Groton, Connecticut, March 1877

L
AST NOVEMBER THE CHILD’S WALNUT COFFIN
was lowered into the clay of Starr Hill, like a small lifeboat over the side of a foundering ship. March is the mirror-season of November. Same winds, stripped hardwoods, scuttering sepia leaves, stubble fields; each year the funeral will have two anniversaries. She has not been up to Starr Hill for several days, and this morning she missed the Reverend Cowan’s Sunday service. Through her parlour window a baluster of thin, late afternoon sunlight slopes in. The window looks onto Pleasant Valley Road, near the Four Corners, on the town’s scattered outskirts. Across the road, beyond a split-rail fence, an acre or so of Mr Copps’s farm: a fallow hillside with gravelly snow lingering in the hollows.

She has been too tired to walk up to Starr Hill. Just a mile there and back. The cough is steadily gaining on her, as it did on the child, and the grieving part of Tukulito (and what part of her, really, is not grieving?) almost welcomes this progress. True, there’s still the corner of her heart that hopes to see her husband again, yet at the same time she fears his grief, fears to relive through him the first week of her own wild grief, when her heart, it seemed, was being footed out, the way the hunters of Cumberland Sound, having killed a mother caribou, will kill the fawn: running it down, then pressing a boot firmly over the ribcage until the pressure stills the heart.

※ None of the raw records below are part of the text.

use axum::body::Body;
use axum::extract::State;
use axum::http::{Request, StatusCode};
use axum::middleware::Next;
use axum::response::Response;
use rackipam_core::error::Error;
use tracing::error;

use crate::AppState;

/// Convert an internal error into a generic 500 response, logging the real error.
pub fn internal_error(e: impl std::fmt::Display) -> (StatusCode, String) {
    error!("internal error: {e}");
    (
        StatusCode::INTERNAL_SERVER_ERROR,
        "internal server error".to_string(),
    )
}

/// Map a store or service error onto the HTTP status a client can act on.
/// Anything unexpected is masked through [`internal_error`].
pub fn error_response(e: Error) -> (StatusCode, String) {
    match e {
        Error::SubnetNotFound(_) | Error::VlanNotFound(_) | Error::IpNotFound(_) => {
            (StatusCode::NOT_FOUND, e.to_string())
        }
        Error::DuplicateSubnet(_)
        | Error::DuplicateVlan(_)
        | Error::DuplicateIp(_)
        | Error::SubnetOverlap { .. }
        | Error::AddressUnavailable(_) => (StatusCode::CONFLICT, e.to_string()),
        Error::InvalidCidr(_) | Error::InvalidVlanNumber(_) | Error::AddressOutOfRange { .. } => {
            (StatusCode::BAD_REQUEST, e.to_string())
        }
        other => internal_error(other),
    }
}

/// Middleware: enforce API key authentication when configured.
/// Skips auth for the health endpoint.
pub async fn api_key_auth(
    State(state): State<AppState>,
    request: Request<Body>,
    next: Next,
) -> Result<Response, StatusCode> {
    let expected_key = match &state.api_key {
        Some(key) => key,
        None => return Ok(next.run(request).await),
    };

    if request.uri().path() == "/api/v1/health" {
        return Ok(next.run(request).await);
    }

    let provided = request
        .headers()
        .get("x-api-key")
        .and_then(|v| v.to_str().ok());

    match provided {
        Some(key) if key == expected_key.as_str() => Ok(next.run(request).await),
        _ => Err(StatusCode::UNAUTHORIZED),
    }
}

/// Pagination query parameters for list endpoints.
#[derive(Debug, serde::Deserialize)]
pub struct Pagination {
    #[serde(default)]
    pub offset: usize,
    #[serde(default = "default_limit")]
    pub limit: usize,
}

fn default_limit() -> usize {
    100
}

impl Pagination {
    /// Apply pagination to a Vec. A subnet can hold 4096 records, so the
    /// page size is capped there.
    pub fn apply<T>(&self, items: Vec<T>) -> Vec<T> {
        let limit = self.limit.min(rackipam_cidr::FULL_ENUMERATION_LIMIT as usize);
        items.into_iter().skip(self.offset).take(limit).collect()
    }
}
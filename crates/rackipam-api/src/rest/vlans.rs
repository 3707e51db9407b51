use crate::security::{error_response, internal_error, Pagination};
use crate::AppState;
use axum::extract::{Path, Query, State};
use axum::http::StatusCode;
use axum::routing::get;
use axum::{Json, Router};
use chrono::Utc;
use rackipam_core::types::{SubnetUsage, Vlan};
use rackipam_provision::VlanIpStatus;
use serde::{Deserialize, Serialize};
use tracing::info;
use uuid::Uuid;

pub fn router() -> Router<AppState> {
    Router::new()
        .route("/vlans", get(list_vlans).post(create_vlan))
        .route("/vlans/{id}", get(get_vlan).delete(delete_vlan))
        .route("/vlans/{id}/ip-status", get(vlan_ip_status))
        .route("/vlans/{id}/usage", get(vlan_usage))
}

#[derive(Serialize)]
struct VlanResponse {
    id: Uuid,
    vlan_number: u16,
    name: String,
    description: Option<String>,
    subnet_count: usize,
    created_at: String,
    updated_at: String,
}

impl VlanResponse {
    fn from_vlan(vlan: Vlan, subnet_count: usize) -> Self {
        Self {
            id: vlan.id,
            vlan_number: vlan.vlan_number,
            name: vlan.name,
            description: vlan.description,
            subnet_count,
            created_at: vlan.created_at.to_rfc3339(),
            updated_at: vlan.updated_at.to_rfc3339(),
        }
    }
}

#[derive(Deserialize)]
struct CreateVlanRequest {
    vlan_number: u16,
    name: String,
    #[serde(default)]
    description: Option<String>,
}

fn load_vlan(state: &AppState, id: &Uuid) -> Result<Vlan, (StatusCode, String)> {
    state
        .db
        .get_vlan(id)
        .map_err(internal_error)?
        .ok_or((StatusCode::NOT_FOUND, "vlan not found".to_string()))
}

async fn list_vlans(
    State(state): State<AppState>,
    Query(page): Query<Pagination>,
) -> Result<Json<Vec<VlanResponse>>, (StatusCode, String)> {
    let vlans = state.db.list_vlans().map_err(internal_error)?;
    let subnets = state.db.list_subnets().map_err(internal_error)?;

    let response = vlans
        .into_iter()
        .map(|v| {
            let count = subnets.iter().filter(|s| s.vlan_id == Some(v.id)).count();
            VlanResponse::from_vlan(v, count)
        })
        .collect();

    Ok(Json(page.apply(response)))
}

async fn create_vlan(
    State(state): State<AppState>,
    Json(req): Json<CreateVlanRequest>,
) -> Result<(StatusCode, Json<VlanResponse>), (StatusCode, String)> {
    if req.name.trim().is_empty() {
        return Err((StatusCode::BAD_REQUEST, "vlan name cannot be empty".to_string()));
    }

    let now = Utc::now();
    let vlan = Vlan {
        id: Uuid::new_v4(),
        vlan_number: req.vlan_number,
        name: req.name.trim().to_string(),
        description: req.description,
        created_at: now,
        updated_at: now,
    };
    state.db.create_vlan(&vlan).map_err(error_response)?;
    info!(vlan_id = %vlan.id, vlan_number = vlan.vlan_number, "vlan created");

    Ok((StatusCode::CREATED, Json(VlanResponse::from_vlan(vlan, 0))))
}

async fn get_vlan(
    State(state): State<AppState>,
    Path(id): Path<Uuid>,
) -> Result<Json<VlanResponse>, (StatusCode, String)> {
    let vlan = load_vlan(&state, &id)?;
    let subnets = state.db.list_subnets_for_vlan(&id).map_err(internal_error)?;

    Ok(Json(VlanResponse::from_vlan(vlan, subnets.len())))
}

async fn delete_vlan(
    State(state): State<AppState>,
    Path(id): Path<Uuid>,
) -> Result<StatusCode, (StatusCode, String)> {
    state.db.delete_vlan(&id).map_err(error_response)?;
    Ok(StatusCode::NO_CONTENT)
}

async fn vlan_ip_status(
    State(state): State<AppState>,
    Path(id): Path<Uuid>,
) -> Result<Json<VlanIpStatus>, (StatusCode, String)> {
    load_vlan(&state, &id)?;
    Ok(Json(state.service.check_vlan_has_subnets_with_ips(&id).await))
}

async fn vlan_usage(
    State(state): State<AppState>,
    Path(id): Path<Uuid>,
) -> Result<Json<SubnetUsage>, (StatusCode, String)> {
    load_vlan(&state, &id)?;
    let usage = state.service.vlan_usage(&id).await.map_err(error_response)?;
    Ok(Json(usage))
}

#[cfg(test)]
mod tests {
    use crate::test_support::TestApp;
    use axum::http::StatusCode;
    use serde_json::{json, Value};

    #[tokio::test]
    async fn test_vlan_lifecycle() {
        let app = TestApp::new(None);

        let (status, body) = app
            .send(
                "POST",
                "/api/v1/vlans",
                Some(json!({"vlan_number": 120, "name": "provisioning"})),
            )
            .await;
        assert_eq!(status, StatusCode::CREATED);
        let vlan_id = body["id"].as_str().unwrap().to_string();

        let (status, _) = app
            .send(
                "POST",
                "/api/v1/vlans",
                Some(json!({"vlan_number": 120, "name": "dup"})),
            )
            .await;
        assert_eq!(status, StatusCode::CONFLICT);

        for number in [0, 4095] {
            let (status, _) = app
                .send("POST", "/api/v1/vlans", Some(json!({"vlan_number": number, "name": "x"})))
                .await;
            assert_eq!(status, StatusCode::BAD_REQUEST);
        }

        let (_, body) = app
            .send("GET", &format!("/api/v1/vlans/{vlan_id}/ip-status"), None)
            .await;
        assert_eq!(body["has_subnets"], false);
        assert_eq!(body["subnet_id"], Value::Null);

        let (_, body) = app
            .send(
                "POST",
                "/api/v1/subnets",
                Some(json!({"cidr": "10.120.0.0/29", "vlan_id": vlan_id, "provision": true})),
            )
            .await;
        let subnet_id = body["subnet"]["id"].as_str().unwrap().to_string();

        let (_, body) = app
            .send("GET", &format!("/api/v1/vlans/{vlan_id}/ip-status"), None)
            .await;
        assert_eq!(body["has_subnets"], true);
        assert_eq!(body["has_ips"], true);
        assert_eq!(body["subnet_id"], subnet_id.as_str());

        let (_, body) = app.send("GET", &format!("/api/v1/vlans/{vlan_id}/usage"), None).await;
        assert_eq!(body["total"], 8);

        let (_, body) = app.send("GET", &format!("/api/v1/vlans/{vlan_id}"), None).await;
        assert_eq!(body["subnet_count"], 1);

        let (_, body) = app
            .send("GET", &format!("/api/v1/subnets?vlan_id={vlan_id}"), None)
            .await;
        assert_eq!(body.as_array().unwrap().len(), 1);

        let (status, _) = app.send("DELETE", &format!("/api/v1/vlans/{vlan_id}"), None).await;
        assert_eq!(status, StatusCode::NO_CONTENT);

        let (status, body) = app
            .send("GET", &format!("/api/v1/subnets/{subnet_id}"), None)
            .await;
        assert_eq!(status, StatusCode::OK);
        assert_eq!(body["vlan_id"], Value::Null);
    }

    #[tokio::test]
    async fn test_unknown_vlan() {
        let app = TestApp::new(None);
        let missing = uuid::Uuid::new_v4();
        for path in ["", "/ip-status", "/usage"] {
            let (status, _) = app
                .send("GET", &format!("/api/v1/vlans/{missing}{path}"), None)
                .await;
            assert_eq!(status, StatusCode::NOT_FOUND);
        }
        let (status, _) = app.send("DELETE", &format!("/api/v1/vlans/{missing}"), None).await;
        assert_eq!(status, StatusCode::NOT_FOUND);

        let (status, _) = app
            .send(
                "POST",
                "/api/v1/subnets",
                Some(json!({"cidr": "10.0.0.0/24", "vlan_id": missing})),
            )
            .await;
        assert_eq!(status, StatusCode::NOT_FOUND);
    }
}
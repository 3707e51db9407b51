use crate::security::{error_response, internal_error, Pagination};
use crate::AppState;
use axum::extract::{Path, Query, State};
use axum::http::StatusCode;
use axum::routing::{get, post};
use axum::{Json, Router};
use chrono::Utc;
use rackipam_core::types::{Subnet, SubnetUsage};
use rackipam_provision::{NewSubnet, ProvisionOutcome, ProvisionRequest};
use serde::{Deserialize, Deserializer, Serialize};
use tracing::info;
use uuid::Uuid;

pub fn router() -> Router<AppState> {
    Router::new()
        .route("/subnets", get(list_subnets).post(create_subnet))
        .route(
            "/subnets/{id}",
            get(get_subnet).put(update_subnet).delete(delete_subnet),
        )
        .route("/subnets/{id}/provision", post(provision_subnet))
        .route("/subnets/{id}/has-ips", get(has_ips))
        .route("/subnets/{id}/usage", get(subnet_usage))
}

#[derive(Serialize)]
pub(crate) struct SubnetResponse {
    id: Uuid,
    cidr: String,
    name: String,
    vlan_id: Option<Uuid>,
    description: Option<String>,
    created_at: String,
    updated_at: String,
}

impl From<Subnet> for SubnetResponse {
    fn from(s: Subnet) -> Self {
        Self {
            id: s.id,
            cidr: s.cidr,
            name: s.name,
            vlan_id: s.vlan_id,
            description: s.description,
            created_at: s.created_at.to_rfc3339(),
            updated_at: s.updated_at.to_rfc3339(),
        }
    }
}

#[derive(Deserialize)]
struct ListQuery {
    vlan_id: Option<Uuid>,
}

#[derive(Deserialize)]
struct CreateSubnetRequest {
    cidr: String,
    #[serde(default)]
    name: Option<String>,
    #[serde(default)]
    vlan_id: Option<Uuid>,
    #[serde(default)]
    description: Option<String>,
    /// Generate the address records right after creating the subnet
    #[serde(default)]
    provision: bool,
}

/// Absent fields are left alone. `vlan_id: null` detaches the subnet.
#[derive(Deserialize)]
struct UpdateSubnetRequest {
    #[serde(default)]
    name: Option<String>,
    #[serde(default)]
    description: Option<String>,
    /// Accepted only when it names the subnet's current block
    #[serde(default)]
    cidr: Option<String>,
    #[serde(default, deserialize_with = "present")]
    vlan_id: Option<Option<Uuid>>,
}

fn present<'de, D>(d: D) -> Result<Option<Option<Uuid>>, D::Error>
where
    D: Deserializer<'de>,
{
    Option::<Uuid>::deserialize(d).map(Some)
}

#[derive(Serialize)]
struct CreateSubnetResponse {
    subnet: SubnetResponse,
    warnings: Vec<String>,
    #[serde(skip_serializing_if = "Option::is_none")]
    provision: Option<ProvisionOutcome>,
}

#[derive(Deserialize)]
struct ProvisionParams {
    reserve_gateway: Option<bool>,
    gateway_name: Option<String>,
}

#[derive(Serialize)]
struct HasIpsResponse {
    subnet_id: Uuid,
    has_ips: bool,
}

async fn list_subnets(
    State(state): State<AppState>,
    Query(q): Query<ListQuery>,
    Query(page): Query<Pagination>,
) -> Result<Json<Vec<SubnetResponse>>, (StatusCode, String)> {
    let subnets = match q.vlan_id {
        Some(vlan_id) => state.db.list_subnets_for_vlan(&vlan_id),
        None => state.db.list_subnets(),
    }
    .map_err(internal_error)?;

    let response = subnets.into_iter().map(SubnetResponse::from).collect();
    Ok(Json(page.apply(response)))
}

async fn create_subnet(
    State(state): State<AppState>,
    Json(req): Json<CreateSubnetRequest>,
) -> Result<(StatusCode, Json<CreateSubnetResponse>), (StatusCode, String)> {
    let new = NewSubnet {
        cidr: req.cidr,
        name: req.name,
        vlan_id: req.vlan_id,
        description: req.description,
    };
    let (subnet, warnings) = state
        .service
        .create_subnet(new)
        .await
        .map_err(error_response)?;

    let provision = if req.provision && subnet_is_ipv4(&subnet) {
        let outcome = state
            .service
            .generate_and_upsert_ips_for_subnet(&ProvisionRequest {
                subnet_id: subnet.id,
                cidr: subnet.cidr.clone(),
                reserve_gateway: None,
                gateway_name: None,
            })
            .await;
        Some(outcome)
    } else {
        None
    };

    Ok((
        StatusCode::CREATED,
        Json(CreateSubnetResponse {
            subnet: subnet.into(),
            warnings,
            provision,
        }),
    ))
}

fn subnet_is_ipv4(subnet: &Subnet) -> bool {
    rackipam_cidr::parse_cidr(&subnet.cidr).is_some_and(|info| info.is_ipv4())
}

async fn get_subnet(
    State(state): State<AppState>,
    Path(id): Path<Uuid>,
) -> Result<Json<SubnetResponse>, (StatusCode, String)> {
    let subnet = state
        .db
        .get_subnet(&id)
        .map_err(internal_error)?
        .ok_or((StatusCode::NOT_FOUND, "subnet not found".to_string()))?;

    Ok(Json(subnet.into()))
}

async fn update_subnet(
    State(state): State<AppState>,
    Path(id): Path<Uuid>,
    Json(req): Json<UpdateSubnetRequest>,
) -> Result<Json<SubnetResponse>, (StatusCode, String)> {
    let mut subnet = state
        .db
        .get_subnet(&id)
        .map_err(internal_error)?
        .ok_or((StatusCode::NOT_FOUND, "subnet not found".to_string()))?;

    if let Some(cidr) = req.cidr {
        let info = rackipam_cidr::parse_cidr(&cidr)
            .ok_or((StatusCode::BAD_REQUEST, format!("invalid CIDR: {cidr}")))?;
        subnet.cidr = info.cidr;
    }
    if let Some(name) = req.name {
        if name.trim().is_empty() {
            return Err((StatusCode::BAD_REQUEST, "subnet name cannot be empty".to_string()));
        }
        subnet.name = name.trim().to_string();
    }
    if let Some(description) = req.description {
        subnet.description = Some(description);
    }
    if let Some(vlan_id) = req.vlan_id {
        subnet.vlan_id = vlan_id;
    }
    subnet.updated_at = Utc::now();

    state.db.update_subnet(&subnet).map_err(error_response)?;
    info!(subnet_id = %id, "subnet updated");

    Ok(Json(subnet.into()))
}

async fn delete_subnet(
    State(state): State<AppState>,
    Path(id): Path<Uuid>,
) -> Result<StatusCode, (StatusCode, String)> {
    let removed = state.db.delete_subnet(&id).map_err(error_response)?;
    info!(subnet_id = %id, removed, "subnet deleted");

    Ok(StatusCode::NO_CONTENT)
}

/// Generate and store the subnet's address records. A failed run answers
/// 422 with the outcome, whose `count` is the progress made before the error.
async fn provision_subnet(
    State(state): State<AppState>,
    Path(id): Path<Uuid>,
    Query(params): Query<ProvisionParams>,
) -> Result<(StatusCode, Json<ProvisionOutcome>), (StatusCode, String)> {
    let subnet = state
        .db
        .get_subnet(&id)
        .map_err(internal_error)?
        .ok_or((StatusCode::NOT_FOUND, "subnet not found".to_string()))?;

    let outcome = state
        .service
        .generate_and_upsert_ips_for_subnet(&ProvisionRequest {
            subnet_id: subnet.id,
            cidr: subnet.cidr,
            reserve_gateway: params.reserve_gateway,
            gateway_name: params.gateway_name,
        })
        .await;

    let status = if outcome.success {
        StatusCode::OK
    } else {
        StatusCode::UNPROCESSABLE_ENTITY
    };
    Ok((status, Json(outcome)))
}

async fn has_ips(
    State(state): State<AppState>,
    Path(id): Path<Uuid>,
) -> Result<Json<HasIpsResponse>, (StatusCode, String)> {
    state
        .db
        .get_subnet(&id)
        .map_err(internal_error)?
        .ok_or((StatusCode::NOT_FOUND, "subnet not found".to_string()))?;

    Ok(Json(HasIpsResponse {
        subnet_id: id,
        has_ips: state.service.check_subnet_has_ips(&id).await,
    }))
}

async fn subnet_usage(
    State(state): State<AppState>,
    Path(id): Path<Uuid>,
) -> Result<Json<SubnetUsage>, (StatusCode, String)> {
    let usage = state.service.subnet_usage(&id).await.map_err(error_response)?;
    Ok(Json(usage))
}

On Monday afternoon Mrs Budington comes to her with a letter from Mexico; for the last few weeks the woman has been picking up any mail for Tukulito, at Daboll’s store. This is a favour Tukulito can accept because she can repay it with immediate hospitality. As they sit in the draughty parlour sipping tea, served with the currant scones Tukulito has baked for the visit, Mrs Budington attempts to interest her in the envelope’s odd, furzy yellow paper, and the cochineal postmark, which looks, she says, as though it were made with a child’s potato stamp. (Tukulito’s throat narrows and throbs.) A former schoolma’am, she’s very tall, big-shouldered and -bosomed, with a warm brown tone to her unwrinkled skin. She wears hefty schooner-like hats over chestnut hair streaked with grey, and leans well forward over any table as if impatient to be right upon her companions as she condoles, exhorts, instructs, protests, her gaze fervent and fixed. Forgetting herself she will wrap her large hands around her teacup, as if for warmth, while Tukulito always holds the little handle as she learned to do in England: pinched lightly between thumb and forefinger, the pinkie daintily extended.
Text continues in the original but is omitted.